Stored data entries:
▼
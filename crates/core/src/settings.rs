use std::path::{Path, PathBuf};
use std::time::Duration;

use serde::{Deserialize, Serialize};
use tracing::warn;

use crate::error::{Error, Result};
use crate::sleep::duration_secs;

/// Persisted defaults, `settings.json` in the working directory.
/// Command line flags override them for a single run.
#[derive(Debug, Clone, PartialEq, Serialize, Deserialize)]
#[serde(default)]
pub struct Settings {
    pub speed_multiplier: f64,
    pub max_instances: usize,
    /// Seconds between macro playbacks
    pub inter_macro_delay: f64,
    pub status_interval_secs: f64,
    pub watchdog_interval_secs: f64,
    pub tick_interval_secs: f64,
    pub adb_path: String,
    /// External template matcher, required unless running with `--stub`
    pub detector_command: Option<String>,
    pub macro_command: Option<String>,
    /// Screen size the macro recordings were captured at
    pub macro_resolution: (u32, u32),
    pub games_dir: PathBuf,
    pub device_pattern: Option<String>,
    pub last_game: Option<String>,
}

impl Default for Settings {
    fn default() -> Self {
        Self {
            speed_multiplier: 2.4,
            max_instances: 8,
            inter_macro_delay: 1.0,
            status_interval_secs: 5.0,
            watchdog_interval_secs: 5.0,
            tick_interval_secs: 0.5,
            adb_path: "adb".into(),
            detector_command: None,
            macro_command: None,
            macro_resolution: (540, 960),
            games_dir: PathBuf::from("games"),
            device_pattern: None,
            last_game: None,
        }
    }
}

impl Settings {
    /// Missing or unreadable files fall back to defaults.
    pub fn load(path: &Path) -> Self {
        let Ok(text) = std::fs::read_to_string(path) else {
            return Self::default();
        };
        serde_json::from_str(&text).unwrap_or_else(|e| {
            warn!("ignoring {}: {}", path.display(), e);
            Self::default()
        })
    }

    pub fn save(&self, path: &Path) -> Result<()> {
        std::fs::write(path, serde_json::to_string_pretty(self)?)?;
        Ok(())
    }
}

/// Resolved runtime configuration handed to the orchestrator and controllers.
#[derive(Debug, Clone, PartialEq)]
pub struct RunConfig {
    /// Stretches macro playback, settle waits and state timeouts
    pub speed: f64,
    /// Yield between two ticks of one instance (jittered)
    pub tick_interval: f64,
    pub watchdog_interval: Duration,
    pub status_interval: Duration,
    /// Overrides the game's cycles per session
    pub cycles: Option<u32>,
    /// Base wait before reading items after an action, times `speed`
    pub item_settle: f64,
    /// Base pause after a completed session, times `speed`
    pub session_cooldown: f64,
    /// Force an app restart before an instance's first tick
    pub restart_on_start: bool,
    /// Return from the orchestrator loop once every instance has stopped
    pub exit_when_idle: bool,
}

impl Default for RunConfig {
    fn default() -> Self {
        Self {
            speed: 2.4,
            tick_interval: 0.5,
            watchdog_interval: Duration::from_secs(5),
            status_interval: Duration::from_secs(5),
            cycles: None,
            item_settle: 2.0,
            session_cooldown: 3.0,
            restart_on_start: false,
            exit_when_idle: false,
        }
    }
}

impl RunConfig {
    pub fn from_settings(s: &Settings) -> Self {
        Self {
            speed: s.speed_multiplier,
            tick_interval: s.tick_interval_secs,
            watchdog_interval: duration_secs(s.watchdog_interval_secs.max(0.1)),
            status_interval: duration_secs(s.status_interval_secs.max(0.1)),
            ..Self::default()
        }
    }

    pub fn validate(&self) -> Result<()> {
        if !self.speed.is_finite() || self.speed < 0.1 {
            return Err(Error::config(format!("speed multiplier must be at least 0.1, got {}", self.speed)));
        }
        let intervals = [self.tick_interval, self.item_settle, self.session_cooldown];
        if intervals.iter().any(|v| !v.is_finite() || *v < 0.0) {
            return Err(Error::config("intervals must not be negative"));
        }
        if self.cycles == Some(0) {
            return Err(Error::config("cycles per session must be at least 1"));
        }
        Ok(())
    }
}

#[cfg(test)]
mod tests {
    use super::*;

    #[test]
    fn test_load_missing_file_gives_defaults() {
        let dir = tempfile::tempdir().unwrap();
        assert_eq!(Settings::load(&dir.path().join("nope.json")), Settings::default());
    }

    #[test]
    fn test_partial_file_keeps_other_defaults() {
        let dir = tempfile::tempdir().unwrap();
        let path = dir.path().join("settings.json");
        std::fs::write(&path, r#"{"max_instances": 3, "adb_path": "/opt/adb"}"#).unwrap();
        let s = Settings::load(&path);
        assert_eq!(s.max_instances, 3);
        assert_eq!(s.adb_path, "/opt/adb");
        assert_eq!(s.speed_multiplier, 2.4);
    }

    #[test]
    fn test_save_then_load() {
        let dir = tempfile::tempdir().unwrap();
        let path = dir.path().join("settings.json");
        let s = Settings { last_game: Some("gacha-demo".into()), ..Settings::default() };
        s.save(&path).unwrap();
        assert_eq!(Settings::load(&path).last_game.as_deref(), Some("gacha-demo"));
    }

    #[test]
    fn test_run_config_validation() {
        assert!(RunConfig::default().validate().is_ok());
        assert!(RunConfig { speed: 0.05, ..RunConfig::default() }.validate().is_err());
        assert!(RunConfig { cycles: Some(0), ..RunConfig::default() }.validate().is_err());
    }
}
▲
## Try it
Above this instruction are the records; retype exactly the lines from the one containing "return Self::default();" up to and including the one containing "Base pause after".

## Solved problem
            return Self::default();
        };
        serde_json::from_str(&text).unwrap_or_else(|e| {
            warn!("ignoring {}: {}", path.display(), e);
            Self::default()
        })
    }

    pub fn save(&self, path: &Path) -> Result<()> {
        std::fs::write(path, serde_json::to_string_pretty(self)?)?;
        Ok(())
    }
}

/// Resolved runtime configuration handed to the orchestrator and controllers.
#[derive(Debug, Clone, PartialEq)]
pub struct RunConfig {
    /// Stretches macro playback, settle waits and state timeouts
    pub speed: f64,
    /// Yield between two ticks of one instance (jittered)
    pub tick_interval: f64,
    pub watchdog_interval: Duration,
    pub status_interval: Duration,
    /// Overrides the game's cycles per session
    pub cycles: Option<u32>,
    /// Base wait before reading items after an action, times `speed`
    pub item_settle: f64,
    /// Base pause after a completed session, times `speed`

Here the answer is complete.